On April 15, 2015, a young, African-American man named Freddie Gray was fatally wounded while in police custody in Baltimore, Maryland. After repeated requests for medical attention, Gray was sent to the University of Maryland Shock Trauma Center where he succumbed to a spinal cord injury. In response, Baltimore residents, as well as many cities across the United States, rose in protest. The nature of Gray’s injury, including his arrest, had been unclear, until finally on May 1, 2015 six police officers were charged with his death.
The protests did not simply result from the death of Freddie Gray; instead they occurred as part of a burgeoning movement against police violence towards marginalized communities, particularly African Americans, in the United States. The social media hashtag #BlackLivesMatter serves as an emblem. Originally a response to the acquittal of George Zimmerman, responsible for killing 17 year old African-American Trayvon Martin in 2012, #BlackLivesMatter targets the systemic racism that results in the discriminate harming of black lives.
In 1998, the American Public Health Association issued a policy statement on the “impact of police violence on public health,” urging public education and intervention after recognizing the “significant morbidity and mortality associated with [police brutality and excessive use of force]” including its “disproportionate impact on people of color.” Moreover, in what started as a research investigation on drug crackdowns, a 2004 qualitative study published in the American Journal of Public Health explored the nature of police violence as a public health problem “[w]hen [drug] using and nonusing participants voiced high levels of concern regarding police violence…” Although race is a well-documented determinant of health, specifically mental health, and has been linked to incidents of police violence, the subject of police violence as a determinant of health remains relatively understudied. As a result of this existing vacuum in public health research and intervention, some in the public health field have begun responding.
Inspired by BlackLivesMatter, students at the University of San Francisco’s School of Medicine created the hashtag #WhiteCoats4BlackLives ahead of an organized demonstration. On December 10, 2014, medical students and healthcare workers from over 70 colleges across the United States participated in what was termed a “National White Coat Die-In.” WhiteCoats4BlackLives has since formed into a national student organization whose mission is “[t]o safeguard the lives and well-being of our patients through the elimination of racism” by increasing awareness of racism as a determinant of health, eliminating racism in healthcare, and promoting racial justice advocacy among health practitioners.

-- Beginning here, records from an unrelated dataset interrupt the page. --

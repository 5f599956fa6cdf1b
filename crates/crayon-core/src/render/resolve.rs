//! `@state:` reference resolution

use crate::state::StateStore;
use crate::value::DynamicValue;
use tracing::debug;

/// Prefix marking a prop value as a reference into the state store
pub const STATE_PREFIX: &str = "@state:";

/// Key named by a `@state:<key>` string, if `raw` is one
pub fn state_key(raw: &DynamicValue) -> Option<&str> {
    raw.as_str().and_then(|s| s.strip_prefix(STATE_PREFIX))
}

/// Resolve one value.
///
/// `@state:<key>` strings are replaced by the store's value for `key`. With no
/// store, or no such key, the literal string comes back unchanged. Everything
/// else passes through.
pub fn resolve_value(raw: &DynamicValue, store: Option<&StateStore>) -> DynamicValue {
    let Some(key) = state_key(raw) else {
        return raw.clone();
    };
    match store.and_then(|store| store.get_value(key)) {
        Some(value) => {
            debug!("Resolved {}{} -> {}", STATE_PREFIX, key, value);
            value.clone()
        }
        None => {
            debug!("Unresolved state reference {}{}", STATE_PREFIX, key);
            raw.clone()
        }
    }
}

/// [`resolve_value`] applied through arrays and objects
pub fn resolve_deep(raw: &DynamicValue, store: Option<&StateStore>) -> DynamicValue {
    match raw {
        DynamicValue::Array(items) => {
            DynamicValue::Array(items.iter().map(|item| resolve_deep(item, store)).collect())
        }
        DynamicValue::Object(map) => DynamicValue::Object(
            map.iter()
                .map(|(k, v)| (k.clone(), resolve_deep(v, store)))
                .collect(),
        ),
        other => resolve_value(other, store),
    }
}

#[cfg(test)]
mod tests {
    use super::*;
    use crate::state::{BindingType, StateBinding, StateConfiguration};

    fn store() -> StateStore {
        StateStore::new(
            &StateConfiguration::default()
                .binding(StateBinding::new("username", BindingType::String).with_default("alice")),
        )
    }

    #[test]
    fn test_plain_values_pass_through() {
        let store = store();
        for raw in [
            DynamicValue::from("username"),
            DynamicValue::from("state:username"),
            DynamicValue::Int(3),
            DynamicValue::Null,
        ] {
            assert_eq!(resolve_value(&raw, Some(&store)), raw);
            assert_eq!(resolve_value(&raw, None), raw);
        }
    }

    #[test]
    fn test_state_lookup() {
        let store = store();
        let raw = DynamicValue::from("@state:username");
        assert_eq!(resolve_value(&raw, Some(&store)), DynamicValue::from("alice"));
    }

    #[test]
    fn test_missing_key_keeps_literal() {
        let store = store();
        let raw = DynamicValue::from("@state:nickname");
        assert_eq!(resolve_value(&raw, Some(&store)), raw);
        let raw = DynamicValue::from("@state:username");
        assert_eq!(resolve_value(&raw, None), raw);
    }

    #[test]
    fn test_deep_resolution() {
        let store = store();
        let raw = crate::value::decode(br#"{"user": "@state:username", "tags": ["@state:username", 1]}"#)
            .unwrap();
        let resolved = resolve_deep(&raw, Some(&store));
        assert_eq!(resolved.get("user"), Some(&DynamicValue::from("alice")));
        assert_eq!(
            resolved.get("tags"),
            Some(&DynamicValue::Array(vec![
                DynamicValue::from("alice"),
                DynamicValue::Int(1)
            ]))
        );
    }
}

The Harvard Public Health Review Editorial Board recently explored the subject of racism and public health in its third volume published in January 2015. Nancy Krieger, Professor of Social Epidemiology at Harvard’s School of Public Health, wrote that “[w]e in public health have the capacity – the analytic tools, the data, and the knowledge – to make the connections palpable – and actionable – between the many forms of racism, whether structural, everyday, gendered, or environmental, and the myriad ways they become embodied and manifest as health inequities.” In a study using the U.S. national mortality data, Krieger and her colleagues found that between 1960 and 2010 there were reportedly 9934 deaths of men and boys (aged 15-34) due to “legal interventions,” of which 42.3% were black – “a percentage 3 to 4 times that of blacks in the US population.”
The Harvard Public Health Review intends to publish a special issue on “Race, Politics, and Power,” while conversations are ongoing at many U.S. colleges, including Columbia and Princeton University, on how to further explore the subject at the academic and professional level.
“We are watching a public health problem unfold in front of us and we aren’t doing anything to stop it,” Pediatrician Rhea Boyd recently stated on the NPR-affiliated KQED radio, “[i]f we’re going to understand and address the impact police violence has on community safety and health, particularly for communities of color who are disproportionately victimized, we have to treat it the way we treat all threats to health. That means collecting data to quantify the magnitude of the problem, developing screening guidelines to identify those at risk, training medical staff to refer those at risk of impending danger, and funding interventions that address community violence including police violence.”
Eric Garner’s desperate words “I can’t breathe” sparked the social media hashtag #ICantBreathe to symbolize a cultural breakpoint. Perhaps it is necessary for the medical and public health community to help with respiration.